Jak podkreślił, nikt do końca nie wie, jak wiele osób znajdowało się na pokładzie jednostki. "Heinz Schoen, który był członkiem załogi +Gustloffa+ i przeżył katastrofę, stworzył chyba najbardziej zbliżoną do pewnej listę członków załogi, pasażerów statku i ofiar. Według jego danych w wyniku katastrofy zginęło prawie 10 tys. osób, a uratowanych zostało niecałe 2 tys., czyli w tym czasie na pokładzie statku mogło być od 11,5 do 12 tys. osób. Moim zdaniem jest to liczba zbliżona do prawdziwej" - stwierdził dr Westphal.
Wskazał również, że kapitanowi Marinesce zarzuca się, iż nie miał prawa atakować "Gustloffa", bo jednostka ta służyła jako statek szpitalny.

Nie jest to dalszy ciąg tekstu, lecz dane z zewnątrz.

//! CONNECT packet handling

use std::sync::Arc;

use bytes::{Buf, BytesMut};
use tokio::io::{AsyncRead, AsyncReadExt, AsyncWrite, AsyncWriteExt};
use tracing::{debug, error};

use super::{queue, rand_id, Connected, Connection, ConnectionError, SessionGuard};
use crate::broker::SharedWriter;
use crate::hooks::ClientInfo;
use crate::protocol::{
    ConnAck, Connect, DecodeError, Disconnect, Packet, Properties, ProtocolError,
    ProtocolVersion, ReasonCode,
};
use crate::session::Session;
use crate::topic::validate_topic_name_with_max_levels;

impl<S> Connection<S>
where
    S: AsyncRead + AsyncWrite + Unpin,
{
    /// Read and process CONNECT packet
    pub(crate) async fn read_connect(&mut self) -> Result<Connected, ConnectionError> {
        loop {
            match self.decoder.decode(&self.read_buf) {
                Ok(Some((packet, consumed))) => {
                    self.read_buf.advance(consumed);
                    return match packet {
                        Packet::Connect(connect) => self.handle_connect(*connect).await,
                        other => {
                            debug!("First packet from {} was {}", self.addr, other.name());
                            Err(ProtocolError::ProtocolViolation("first packet must be CONNECT")
                                .into())
                        }
                    };
                }
                Ok(None) => {}
                Err(DecodeError::InvalidProtocolVersion(level)) => {
                    debug!("Unsupported protocol level {} from {}", level, self.addr);
                    // Answer in the v3.1.1 framing the client can parse
                    self.encoder.set_protocol_version(ProtocolVersion::V311);
                    return Err(self.refuse(ReasonCode::UnsupportedProtocolVersion).await);
                }
                Err(e) => {
                    if let Some(version) = self.decoder.protocol_version() {
                        self.encoder.set_protocol_version(version);
                        if version == ProtocolVersion::V5 {
                            let reason = match e {
                                DecodeError::PacketTooLarge => ReasonCode::PacketTooLarge,
                                _ => ReasonCode::MalformedPacket,
                            };
                            let _ = self.refuse(reason).await;
                        }
                    }
                    return Err(e.into());
                }
            }

            let n = self.stream.read_buf(&mut self.read_buf).await?;
            if n == 0 {
                return Err(ConnectionError::Io(std::io::Error::new(
                    std::io::ErrorKind::UnexpectedEof,
                    "connection closed before CONNECT",
                )));
            }
        }
    }

    /// Send a refusing CONNACK and build the matching error
    async fn refuse(&mut self, reason_code: ReasonCode) -> ConnectionError {
        let connack = ConnAck {
            session_present: false,
            reason_code,
            properties: Properties::default(),
        };
        let mut buf = BytesMut::new();
        if self
            .encoder
            .encode(&Packet::ConnAck(connack), &mut buf)
            .is_ok()
        {
            let _ = self.stream.write_all(&buf).await;
            let _ = self.stream.flush().await;
        }
        ConnectionError::Refused(reason_code)
    }

    /// Handle CONNECT packet
    async fn handle_connect(&mut self, connect: Connect) -> Result<Connected, ConnectionError> {
        let protocol_version = connect.protocol_version;
        self.decoder.set_protocol_version(protocol_version);
        self.encoder.set_protocol_version(protocol_version);

        // A zero-length client id is only acceptable with a clean start
        if connect.client_id.is_empty() && !connect.clean_start {
            debug!(
                "Rejecting empty client ID with clean_start=false from {}",
                self.addr
            );
            return Err(self.refuse(ReasonCode::ClientIdNotValid).await);
        }

        let assigned = connect.client_id.is_empty();
        let client_id: Arc<str> = if assigned {
            format!("edgemq-{:x}", rand_id()).into()
        } else {
            connect.client_id.as_str().into()
        };
        let client = ClientInfo::new(client_id.clone(), connect.username.as_deref());

        debug!("CONNECT from {} (client_id: {})", self.addr, client_id);

        match self
            .hooks
            .on_authenticate(&client, connect.password.as_deref())
            .await
        {
            Ok(true) => {}
            Ok(false) => {
                debug!("Authentication failed for {}", client_id);
                return Err(self.refuse(ReasonCode::NotAuthorized).await);
            }
            Err(e) => {
                error!("Authentication error for {}: {}", client_id, e);
                return Err(self.refuse(ReasonCode::UnspecifiedError).await);
            }
        }

        if let Some(will) = &connect.will {
            let max_levels = self.config.max_topic_levels;
            let refusal = if validate_topic_name_with_max_levels(&will.topic, max_levels).is_err() {
                Some(ReasonCode::TopicNameInvalid)
            } else if will.qos > self.config.max_qos {
                Some(ReasonCode::QoSNotSupported)
            } else if will.retain && !self.config.retain_available {
                Some(ReasonCode::RetainNotSupported)
            } else {
                None
            };
            if let Some(reason) = refusal {
                debug!("Refusing will of {}: {:?}", client_id, reason);
                return Err(self.refuse(reason).await);
            }
        }

        // A takeover does not count against the limit
        let is_takeover = self.clients.contains_key(&client_id);
        if !is_takeover
            && self.config.max_connections > 0
            && self.clients.len() >= self.config.max_connections
        {
            debug!(
                "Max connections ({}) reached, rejecting {}",
                self.config.max_connections, client_id
            );
            return Err(self.refuse(ReasonCode::ServerUnavailable).await);
        }

        // Largest packet the client is willing to receive
        let client_max_packet = connect.properties.maximum_packet_size.unwrap_or(u32::MAX);
        let writer = Arc::new(SharedWriter::new(protocol_version, client_max_packet));
        let session = Session::network(client_id.clone(), writer.clone());

        if let Some(previous) = self.clients.insert(client_id.clone(), session.clone()) {
            self.take_over(&previous);
        }
        let guard = SessionGuard {
            session: session.clone(),
            dispatcher: self.dispatcher.clone(),
            clients: self.clients.clone(),
        };

        let keep_alive = if connect.keep_alive == 0 {
            self.config.default_keep_alive
        } else {
            connect.keep_alive.min(self.config.max_keep_alive)
        };

        let mut properties = Properties::default();
        if protocol_version == ProtocolVersion::V5 {
            if assigned {
                properties.assigned_client_identifier = Some(client_id.to_string());
            }
            if keep_alive != connect.keep_alive {
                properties.server_keep_alive = Some(keep_alive);
            }
            properties.maximum_qos = Some(self.config.max_qos as u8);
            if !self.config.retain_available {
                properties.retain_available = Some(0);
            }
            if !self.config.wildcard_subscription_available {
                properties.wildcard_subscription_available = Some(0);
            }
            if !self.config.subscription_identifiers_available {
                properties.subscription_identifier_available = Some(0);
            }
            properties.shared_subscription_available = Some(0);
            properties.maximum_packet_size = u32::try_from(self.config.max_packet_size).ok();
        }

        let connack = ConnAck {
            session_present: false,
            reason_code: ReasonCode::Success,
            properties,
        };
        queue(&writer, &Packet::ConnAck(connack))?;

        self.hooks.on_client_connected(&client).await;
        debug!(
            "Client {} connected from {} ({:?}, keep alive {}s)",
            client_id, self.addr, protocol_version, keep_alive
        );

        Ok(Connected {
            session,
            writer,
            client,
            protocol_version,
            keep_alive,
            will: connect.will,
            guard,
        })
    }

    /// Close the connection currently holding the client id
    fn take_over(&self, previous: &Arc<Session>) {
        debug!("Session takeover for {}", previous.client_id());
        if let Some(writer) = previous.writer() {
            if writer.protocol_version() == ProtocolVersion::V5 {
                let disconnect = Disconnect::new(ReasonCode::SessionTakenOver);
                let _ = writer.send_packet(&Packet::Disconnect(disconnect));
            }
        }
        // Closes the previous writer; its task flushes the DISCONNECT and exits
        self.dispatcher.remove_session(previous);
    }
}
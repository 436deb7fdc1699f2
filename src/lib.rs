//! EdgeMQ - embeddable MQTT v3.1.1/v5.0 pub/sub broker
//!
//! A TCP broker with retained messages, an in-process inline client and a
//! threshold pipeline that classifies numeric readings published to one
//! topic and republishes the label to another.

pub mod acl;
pub mod auth;
pub mod broker;
pub mod codec;
pub mod config;
pub mod hooks;
pub mod pipeline;
pub mod protocol;
pub mod retained;
pub mod session;
pub mod topic;

pub use acl::AclProvider;
pub use auth::AuthProvider;
pub use broker::{Broker, BrokerConfig, BrokerError, InlineClient, InlineHandler, InlineMessage};
pub use config::Config;
pub use hooks::{CompositeHooks, DefaultHooks, Hooks};
pub use pipeline::ThresholdPipeline;
pub use protocol::{ProtocolVersion, QoS};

"To z pewnością nie był statek szpitalny, on tej funkcji nie pełnił od końca 1940 roku, a nawet nieco wcześniej. Była to jednostka, która służyła w ramach Kriegsmarine, więc kapitan Marinesko miał pełne prawo ją zaatakować jako okręt wojenny" - wyjaśnił historyk.

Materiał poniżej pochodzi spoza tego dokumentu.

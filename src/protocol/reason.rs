//! Reason codes
//!
//! The subset of v5.0 reason codes the broker produces or accepts. v3.1.1
//! return codes are mapped onto the same enum.

use std::fmt;

#[derive(Debug, Clone, Copy, PartialEq, Eq, Hash, Default)]
#[repr(u8)]
pub enum ReasonCode {
    /// Success / normal disconnection / granted QoS 0
    #[default]
    Success = 0x00,
    GrantedQoS1 = 0x01,
    GrantedQoS2 = 0x02,
    DisconnectWithWill = 0x04,
    NoMatchingSubscribers = 0x10,
    NoSubscriptionExisted = 0x11,
    UnspecifiedError = 0x80,
    MalformedPacket = 0x81,
    ProtocolError = 0x82,
    ImplementationError = 0x83,
    UnsupportedProtocolVersion = 0x84,
    ClientIdNotValid = 0x85,
    BadUserNameOrPassword = 0x86,
    NotAuthorized = 0x87,
    ServerUnavailable = 0x88,
    ServerBusy = 0x89,
    ServerShuttingDown = 0x8B,
    KeepAliveTimeout = 0x8D,
    SessionTakenOver = 0x8E,
    TopicFilterInvalid = 0x8F,
    TopicNameInvalid = 0x90,
    PacketIdInUse = 0x91,
    TopicAliasInvalid = 0x94,
    PacketTooLarge = 0x95,
    QuotaExceeded = 0x97,
    RetainNotSupported = 0x9A,
    QoSNotSupported = 0x9B,
    SharedSubsNotSupported = 0x9E,
    SubIdNotSupported = 0xA1,
    WildcardSubsNotSupported = 0xA2,
}

impl ReasonCode {
    pub fn from_u8(v: u8) -> Option<Self> {
        Some(match v {
            0x00 => ReasonCode::Success,
            0x01 => ReasonCode::GrantedQoS1,
            0x02 => ReasonCode::GrantedQoS2,
            0x04 => ReasonCode::DisconnectWithWill,
            0x10 => ReasonCode::NoMatchingSubscribers,
            0x11 => ReasonCode::NoSubscriptionExisted,
            0x80 => ReasonCode::UnspecifiedError,
            0x81 => ReasonCode::MalformedPacket,
            0x82 => ReasonCode::ProtocolError,
            0x83 => ReasonCode::ImplementationError,
            0x84 => ReasonCode::UnsupportedProtocolVersion,
            0x85 => ReasonCode::ClientIdNotValid,
            0x86 => ReasonCode::BadUserNameOrPassword,
            0x87 => ReasonCode::NotAuthorized,
            0x88 => ReasonCode::ServerUnavailable,
            0x89 => ReasonCode::ServerBusy,
            0x8B => ReasonCode::ServerShuttingDown,
            0x8D => ReasonCode::KeepAliveTimeout,
            0x8E => ReasonCode::SessionTakenOver,
            0x8F => ReasonCode::TopicFilterInvalid,
            0x90 => ReasonCode::TopicNameInvalid,
            0x91 => ReasonCode::PacketIdInUse,
            0x94 => ReasonCode::TopicAliasInvalid,
            0x95 => ReasonCode::PacketTooLarge,
            0x97 => ReasonCode::QuotaExceeded,
            0x9A => ReasonCode::RetainNotSupported,
            0x9B => ReasonCode::QoSNotSupported,
            0x9E => ReasonCode::SharedSubsNotSupported,
            0xA1 => ReasonCode::SubIdNotSupported,
            0xA2 => ReasonCode::WildcardSubsNotSupported,
            _ => return None,
        })
    }

    #[inline]
    pub fn is_success(self) -> bool {
        (self as u8) < 0x80
    }

    /// Reason code granting `qos` in a SUBACK
    pub fn granted(qos: super::QoS) -> Self {
        match qos {
            super::QoS::AtMostOnce => ReasonCode::Success,
            super::QoS::AtLeastOnce => ReasonCode::GrantedQoS1,
            super::QoS::ExactlyOnce => ReasonCode::GrantedQoS2,
        }
    }

    /// v3.1.1 CONNACK return code; anything without a direct
    /// equivalent is reported as "not authorized"
    pub fn to_v3_connack_code(self) -> u8 {
        match self {
            ReasonCode::Success => 0x00,
            ReasonCode::UnsupportedProtocolVersion => 0x01,
            ReasonCode::ClientIdNotValid => 0x02,
            ReasonCode::ServerUnavailable
            | ReasonCode::ServerBusy
            | ReasonCode::ServerShuttingDown => 0x03,
            ReasonCode::BadUserNameOrPassword => 0x04,
            _ => 0x05,
        }
    }

    pub fn from_v3_connack_code(code: u8) -> Self {
        match code {
            0x00 => ReasonCode::Success,
            0x01 => ReasonCode::UnsupportedProtocolVersion,
            0x02 => ReasonCode::ClientIdNotValid,
            0x03 => ReasonCode::ServerUnavailable,
            0x04 => ReasonCode::BadUserNameOrPassword,
            0x05 => ReasonCode::NotAuthorized,
            _ => ReasonCode::UnspecifiedError,
        }
    }

    /// v3.1.1 SUBACK return code: granted QoS or 0x80 failure
    pub fn to_v3_suback_code(self) -> u8 {
        match self {
            ReasonCode::Success => 0x00,
            ReasonCode::GrantedQoS1 => 0x01,
            ReasonCode::GrantedQoS2 => 0x02,
            _ => 0x80,
        }
    }

    pub fn from_v3_suback_code(code: u8) -> Option<Self> {
        match code {
            0x00 => Some(ReasonCode::Success),
            0x01 => Some(ReasonCode::GrantedQoS1),
            0x02 => Some(ReasonCode::GrantedQoS2),
            0x80 => Some(ReasonCode::UnspecifiedError),
            _ => None,
        }
    }
}

impl fmt::Display for ReasonCode {
    fn fmt(&self, f: &mut fmt::Formatter<'_>) -> fmt::Result {
        let text = match self {
            ReasonCode::Success => "Success",
            ReasonCode::GrantedQoS1 => "Granted QoS 1",
            ReasonCode::GrantedQoS2 => "Granted QoS 2",
            ReasonCode::DisconnectWithWill => "Disconnect with Will Message",
            ReasonCode::NoMatchingSubscribers => "No matching subscribers",
            ReasonCode::NoSubscriptionExisted => "No subscription existed",
            ReasonCode::UnspecifiedError => "Unspecified error",
            ReasonCode::MalformedPacket => "Malformed Packet",
            ReasonCode::ProtocolError => "Protocol Error",
            ReasonCode::ImplementationError => "Implementation specific error",
            ReasonCode::UnsupportedProtocolVersion => "Unsupported Protocol Version",
            ReasonCode::ClientIdNotValid => "Client Identifier not valid",
            ReasonCode::BadUserNameOrPassword => "Bad User Name or Password",
            ReasonCode::NotAuthorized => "Not authorized",
            ReasonCode::ServerUnavailable => "Server unavailable",
            ReasonCode::ServerBusy => "Server busy",
            ReasonCode::ServerShuttingDown => "Server shutting down",
            ReasonCode::KeepAliveTimeout => "Keep Alive timeout",
            ReasonCode::SessionTakenOver => "Session taken over",
            ReasonCode::TopicFilterInvalid => "Topic Filter invalid",
            ReasonCode::TopicNameInvalid => "Topic Name invalid",
            ReasonCode::PacketIdInUse => "Packet Identifier in use",
            ReasonCode::TopicAliasInvalid => "Topic Alias invalid",
            ReasonCode::PacketTooLarge => "Packet too large",
            ReasonCode::QuotaExceeded => "Quota exceeded",
            ReasonCode::RetainNotSupported => "Retain not supported",
            ReasonCode::QoSNotSupported => "QoS not supported",
            ReasonCode::SharedSubsNotSupported => "Shared Subscriptions not supported",
            ReasonCode::SubIdNotSupported => "Subscription Identifiers not supported",
            ReasonCode::WildcardSubsNotSupported => "Wildcard Subscriptions not supported",
        };
        f.write_str(text)
    }
}
//! Topic trie
//!
//! Filters are stored level by level. Literal levels live in a hash map,
//! `+` gets a dedicated child and `#` terminates at the node of its parent
//! level, so a lookup for a concrete topic only walks the branches that can
//! possibly match.

use ahash::AHashMap;
use compact_str::CompactString;
use smallvec::SmallVec;

#[derive(Debug)]
struct TrieNode<V> {
    /// Value for a filter ending exactly at this node
    value: Option<V>,
    /// Value for `<path to this node>/#`
    multi_wildcard: Option<V>,
    single_wildcard: Option<Box<TrieNode<V>>>,
    children: AHashMap<CompactString, TrieNode<V>>,
}

impl<V> TrieNode<V> {
    fn new() -> Self {
        Self {
            value: None,
            multi_wildcard: None,
            single_wildcard: None,
            children: AHashMap::new(),
        }
    }

    fn is_empty(&self) -> bool {
        self.value.is_none()
            && self.multi_wildcard.is_none()
            && self.single_wildcard.is_none()
            && self.children.is_empty()
    }

    fn child_count(&self) -> usize {
        self.children.len() + usize::from(self.single_wildcard.is_some())
    }

    fn child(&self, level: &str) -> Option<&TrieNode<V>> {
        if level == "+" {
            self.single_wildcard.as_deref()
        } else {
            self.children.get(level)
        }
    }

    fn child_mut(&mut self, level: &str) -> Option<&mut TrieNode<V>> {
        if level == "+" {
            self.single_wildcard.as_deref_mut()
        } else {
            self.children.get_mut(level)
        }
    }
}

/// Map from topic filter to `V` with wildcard-aware lookup
#[derive(Debug)]
pub struct TopicTrie<V> {
    root: TrieNode<V>,
    len: usize,
}

impl<V> TopicTrie<V> {
    pub fn new() -> Self {
        Self {
            root: TrieNode::new(),
            len: 0,
        }
    }

    /// Number of filters stored
    pub fn len(&self) -> usize {
        self.len
    }

    pub fn is_empty(&self) -> bool {
        self.len == 0
    }

    /// Slot for `filter`, created with `V::default()` if absent
    pub fn entry(&mut self, filter: &str) -> &mut V
    where
        V: Default,
    {
        let mut node = &mut self.root;
        let mut levels = filter.split('/').peekable();

        while let Some(level) = levels.next() {
            if level == "#" {
                return Self::fill(&mut node.multi_wildcard, &mut self.len);
            }
            node = if level == "+" {
                node.single_wildcard
                    .get_or_insert_with(|| Box::new(TrieNode::new()))
            } else {
                node.children
                    .entry(CompactString::new(level))
                    .or_insert_with(TrieNode::new)
            };
            if levels.peek().is_none() {
                break;
            }
        }
        Self::fill(&mut node.value, &mut self.len)
    }

    fn fill<'a>(slot: &'a mut Option<V>, len: &mut usize) -> &'a mut V
    where
        V: Default,
    {
        if slot.is_none() {
            *len += 1;
        }
        slot.get_or_insert_with(V::default)
    }

    pub fn get_mut(&mut self, filter: &str) -> Option<&mut V> {
        let mut node = &mut self.root;
        let mut levels = filter.split('/').peekable();

        while let Some(level) = levels.next() {
            if level == "#" {
                return node.multi_wildcard.as_mut();
            }
            node = if level == "+" {
                node.single_wildcard.as_deref_mut()?
            } else {
                node.children.get_mut(level)?
            };
            if levels.peek().is_none() {
                break;
            }
        }
        node.value.as_mut()
    }

    /// Remove the value stored for `filter`, pruning nodes left empty
    pub fn remove(&mut self, filter: &str) -> Option<V> {
        let levels: SmallVec<[&str; 8]> = filter.split('/').collect();
        let (path, multi) = match levels.split_last() {
            Some((&"#", parent)) => (parent, true),
            _ => (&levels[..], false),
        };

        let mut node = &mut self.root;
        for &level in path {
            node = node.child_mut(level)?;
        }
        let slot = if multi {
            &mut node.multi_wildcard
        } else {
            &mut node.value
        };
        let removed = slot.take()?;
        self.len -= 1;
        self.prune(path);
        Some(removed)
    }

    /// Detach the longest tail of `path` that only leads to empty nodes
    fn prune(&mut self, path: &[&str]) {
        let mut keep = 0;
        let mut node = &self.root;
        for (depth, &level) in path.iter().enumerate() {
            if node.value.is_some() || node.multi_wildcard.is_some() || node.child_count() > 1 {
                keep = depth;
            }
            match node.child(level) {
                Some(child) => node = child,
                None => return,
            }
        }
        if path.is_empty() || !node.is_empty() {
            return;
        }

        let mut parent = &mut self.root;
        for &level in &path[..keep] {
            parent = match parent.child_mut(level) {
                Some(child) => child,
                None => return,
            };
        }
        let detached = match path[keep] {
            "+" => parent.single_wildcard.take().map(|child| *child),
            level => parent.children.remove(level),
        };
        if let Some(node) = detached {
            release(node);
        }
    }

    /// Visit every value whose filter matches the concrete `topic`.
    ///
    /// Visit order depends only on the trie contents: `#` at a level, then
    /// the `+` branch, then the literal branch.
    pub fn for_each_match<F>(&self, topic: &str, mut visit: F)
    where
        F: FnMut(&V),
    {
        let levels: SmallVec<[&str; 8]> = topic.split('/').collect();
        // Wildcards at the first level never select `$` topics
        let dollar = topic.starts_with('$');

        let mut pending: SmallVec<[(&TrieNode<V>, usize, bool); 16]> = SmallVec::new();
        pending.push((&self.root, 0, !dollar));

        while let Some((node, depth, wildcards)) = pending.pop() {
            if wildcards {
                if let Some(ref v) = node.multi_wildcard {
                    visit(v);
                }
            }

            let Some(&level) = levels.get(depth) else {
                if let Some(ref v) = node.value {
                    visit(v);
                }
                continue;
            };

            // Pushed in reverse so the `+` branch is visited first
            if let Some(child) = node.children.get(level) {
                pending.push((child, depth + 1, true));
            }
            if wildcards {
                if let Some(child) = node.single_wildcard.as_deref() {
                    pending.push((child, depth + 1, true));
                }
            }
        }
    }
}

/// Drop a subtree without recursing once per level
fn release<V>(node: TrieNode<V>) {
    let mut stack = vec![node];
    while let Some(mut node) = stack.pop() {
        stack.extend(node.children.drain().map(|(_, child)| child));
        if let Some(child) = node.single_wildcard.take() {
            stack.push(*child);
        }
    }
}

impl<V> Drop for TopicTrie<V> {
    fn drop(&mut self) {
        let root = std::mem::replace(&mut self.root, TrieNode::new());
        release(root);
    }
}

impl<V> Default for TopicTrie<V> {
    fn default() -> Self {
        Self::new()
    }
}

Dr Westphal zaznaczył, że "Gustloff" był wyposażony w działka przeciwlotnicze, a na pokładzie były oddziały wojskowe, w tym ludzie z SS i Kriegsmarine.

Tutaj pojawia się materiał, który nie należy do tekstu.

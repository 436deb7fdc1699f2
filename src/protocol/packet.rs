//! Control packets
//!
//! One representation per packet type for both protocol versions. QoS 2
//! handshake packets and AUTH are not modelled; the decoder rejects them.

use std::sync::Arc;

use bytes::Bytes;

use super::{Properties, ProtocolVersion, QoS, ReasonCode, SubscriptionOptions};

#[derive(Debug, Clone, PartialEq, Eq)]
#[allow(clippy::large_enum_variant)]
pub enum Packet {
    Connect(Box<Connect>),
    ConnAck(ConnAck),
    Publish(Publish),
    PubAck(PubAck),
    Subscribe(Subscribe),
    SubAck(SubAck),
    Unsubscribe(Unsubscribe),
    UnsubAck(UnsubAck),
    PingReq,
    PingResp,
    Disconnect(Disconnect),
}

impl Packet {
    /// Short name for logging
    pub fn name(&self) -> &'static str {
        match self {
            Packet::Connect(_) => "CONNECT",
            Packet::ConnAck(_) => "CONNACK",
            Packet::Publish(_) => "PUBLISH",
            Packet::PubAck(_) => "PUBACK",
            Packet::Subscribe(_) => "SUBSCRIBE",
            Packet::SubAck(_) => "SUBACK",
            Packet::Unsubscribe(_) => "UNSUBSCRIBE",
            Packet::UnsubAck(_) => "UNSUBACK",
            Packet::PingReq => "PINGREQ",
            Packet::PingResp => "PINGRESP",
            Packet::Disconnect(_) => "DISCONNECT",
        }
    }
}

/// CONNECT (client -> server)
#[derive(Debug, Clone, PartialEq, Eq)]
pub struct Connect {
    pub protocol_version: ProtocolVersion,
    pub client_id: String,
    /// Clean session (v3.1.1) / clean start (v5.0)
    pub clean_start: bool,
    /// Seconds; 0 disables keep alive
    pub keep_alive: u16,
    pub username: Option<String>,
    pub password: Option<Bytes>,
    pub will: Option<Will>,
    pub properties: Properties,
}

impl Default for Connect {
    fn default() -> Self {
        Self {
            protocol_version: ProtocolVersion::V5,
            client_id: String::new(),
            clean_start: true,
            keep_alive: 60,
            username: None,
            password: None,
            will: None,
            properties: Properties::default(),
        }
    }
}

/// Message the broker publishes on the client's behalf if it goes away
/// without a normal DISCONNECT
#[derive(Debug, Clone, PartialEq, Eq)]
pub struct Will {
    pub topic: String,
    pub payload: Bytes,
    pub qos: QoS,
    pub retain: bool,
    pub properties: Properties,
}

/// CONNACK (server -> client)
#[derive(Debug, Clone, PartialEq, Eq, Default)]
pub struct ConnAck {
    pub session_present: bool,
    pub reason_code: ReasonCode,
    pub properties: Properties,
}

/// PUBLISH (both directions)
///
/// The topic is an `Arc<str>` so fan-out clones are reference bumps.
#[derive(Debug, Clone, PartialEq, Eq)]
pub struct Publish {
    pub dup: bool,
    pub qos: QoS,
    pub retain: bool,
    pub topic: Arc<str>,
    /// Present only for QoS > 0
    pub packet_id: Option<u16>,
    pub payload: Bytes,
    pub properties: Properties,
}

impl Default for Publish {
    fn default() -> Self {
        Self {
            dup: false,
            qos: QoS::AtMostOnce,
            retain: false,
            topic: Arc::from(""),
            packet_id: None,
            payload: Bytes::new(),
            properties: Properties::default(),
        }
    }
}

/// PUBACK (both directions, QoS 1)
#[derive(Debug, Clone, PartialEq, Eq)]
pub struct PubAck {
    pub packet_id: u16,
    pub reason_code: ReasonCode,
    pub properties: Properties,
}

impl PubAck {
    pub fn new(packet_id: u16) -> Self {
        Self::with_reason(packet_id, ReasonCode::Success)
    }

    pub fn with_reason(packet_id: u16, reason_code: ReasonCode) -> Self {
        Self {
            packet_id,
            reason_code,
            properties: Properties::default(),
        }
    }
}

/// One filter requested in a SUBSCRIBE
#[derive(Debug, Clone, PartialEq, Eq)]
pub struct Subscription {
    pub filter: String,
    pub options: SubscriptionOptions,
}

/// SUBSCRIBE (client -> server)
#[derive(Debug, Clone, PartialEq, Eq)]
pub struct Subscribe {
    pub packet_id: u16,
    pub subscriptions: Vec<Subscription>,
    pub properties: Properties,
}

/// SUBACK (server -> client), one reason code per requested filter
#[derive(Debug, Clone, PartialEq, Eq)]
pub struct SubAck {
    pub packet_id: u16,
    pub reason_codes: Vec<ReasonCode>,
    pub properties: Properties,
}

/// UNSUBSCRIBE (client -> server)
#[derive(Debug, Clone, PartialEq, Eq)]
pub struct Unsubscribe {
    pub packet_id: u16,
    pub filters: Vec<String>,
    pub properties: Properties,
}

/// UNSUBACK (server -> client)
///
/// Reason codes are only put on the wire for v5.0.
#[derive(Debug, Clone, PartialEq, Eq)]
pub struct UnsubAck {
    pub packet_id: u16,
    pub reason_codes: Vec<ReasonCode>,
    pub properties: Properties,
}

/// DISCONNECT (client -> server; also server -> client in v5.0)
#[derive(Debug, Clone, PartialEq, Eq, Default)]
pub struct Disconnect {
    pub reason_code: ReasonCode,
    pub properties: Properties,
}

impl Disconnect {
    pub fn new(reason_code: ReasonCode) -> Self {
        Self {
            reason_code,
            properties: Properties::default(),
        }
    }
}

"Tak więc to nie jest tak, że został storpedowany okręt szpitalny, ponieważ powinien on być w odpowiedni sposób oznakowany i informacja o tym, że wypływa okręt szpitalny, powinna zostać podana w eter. Tutaj nic takiego nie miało miejsca. Dodatkowo zgodnie z prawem międzynarodowym okręt szpitalny nie może płynąć w eskorcie jednostek wojennych, a +Gustloff+ płynął w takiej eskorcie, a więc na pewno nie można mówić, że Marinesko storpedował okręt szpitalny" - stwierdził wicedyrektor Narodowego Muzeum Morskiego.
Wrak "Gustloffa" leży na głębokości 45 m kilkanaście mil na północny wschód od Łeby. Był wielokrotnie przeszukiwany przez wyspecjalizowane jednostki, które dostarczyły informacji m.in. o jego zniszczeniach. Był też wielokrotnie plądrowany i grabiony. W 1994 r. uznano wrak za mogiłę wojenną, co wiąże się z zakazem nurkowania nie tylko na sam statek, ale też w promieniu 500 m od niego.
"Wilhelm Gustloff" nie był jedyną jednostką, która została zatopiona pod koniec wojny u polskich wybrzeży Bałtyku podczas ewakuacji niemieckich żołnierzy i cywilnych mieszkańców Prus Wschodnich i Pomorza. 10 lutego ten sam okręt podwodny, który zatopił "Gustloffa", storpedował statek "Steuben". Wtedy mogło zginąć około 5 tysięcy osób. Z kolei 16 kwietnia zatonięcie - również storpedowanego przez radziecki okręt podwodny - statku "Goya" pochłonęło co najmniej sześć tysięcy ofiar.